> [What is required] Report each line of the records below that holds the word "zero".

Extracted information below:

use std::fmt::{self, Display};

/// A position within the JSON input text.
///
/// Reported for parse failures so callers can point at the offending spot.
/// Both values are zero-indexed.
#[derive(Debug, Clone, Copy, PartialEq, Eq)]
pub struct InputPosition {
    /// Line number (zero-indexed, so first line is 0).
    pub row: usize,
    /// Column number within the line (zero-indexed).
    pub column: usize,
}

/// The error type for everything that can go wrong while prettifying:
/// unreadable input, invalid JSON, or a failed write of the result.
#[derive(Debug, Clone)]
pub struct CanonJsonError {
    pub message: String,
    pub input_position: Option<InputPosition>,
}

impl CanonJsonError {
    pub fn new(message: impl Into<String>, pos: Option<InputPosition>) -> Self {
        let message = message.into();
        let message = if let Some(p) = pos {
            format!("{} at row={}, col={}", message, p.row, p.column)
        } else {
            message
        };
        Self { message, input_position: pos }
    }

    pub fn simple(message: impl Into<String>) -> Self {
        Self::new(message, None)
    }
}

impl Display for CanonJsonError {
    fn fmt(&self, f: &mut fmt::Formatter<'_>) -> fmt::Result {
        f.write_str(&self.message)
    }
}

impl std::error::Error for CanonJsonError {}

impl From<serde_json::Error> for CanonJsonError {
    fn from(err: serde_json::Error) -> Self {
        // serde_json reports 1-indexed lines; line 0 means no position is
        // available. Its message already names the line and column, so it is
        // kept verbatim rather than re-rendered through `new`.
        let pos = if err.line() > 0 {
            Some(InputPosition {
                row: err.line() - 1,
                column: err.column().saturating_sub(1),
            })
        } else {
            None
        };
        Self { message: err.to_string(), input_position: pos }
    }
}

End of Extracted information.
Extracted information below:

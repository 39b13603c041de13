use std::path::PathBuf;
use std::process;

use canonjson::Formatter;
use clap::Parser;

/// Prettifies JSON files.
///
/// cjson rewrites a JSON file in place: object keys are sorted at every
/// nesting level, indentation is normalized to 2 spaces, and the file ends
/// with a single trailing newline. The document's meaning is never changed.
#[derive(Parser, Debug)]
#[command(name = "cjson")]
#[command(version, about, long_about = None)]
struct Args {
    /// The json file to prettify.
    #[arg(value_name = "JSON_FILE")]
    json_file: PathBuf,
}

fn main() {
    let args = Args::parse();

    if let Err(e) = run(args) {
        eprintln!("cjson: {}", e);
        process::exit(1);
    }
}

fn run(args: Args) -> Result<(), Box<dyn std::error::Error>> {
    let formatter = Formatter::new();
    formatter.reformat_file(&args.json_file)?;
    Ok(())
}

End of Extracted information.

> [Task solution]
/// Both values are zero-indexed.
    /// Line number (zero-indexed, so first line is 0).
    /// Column number within the line (zero-indexed).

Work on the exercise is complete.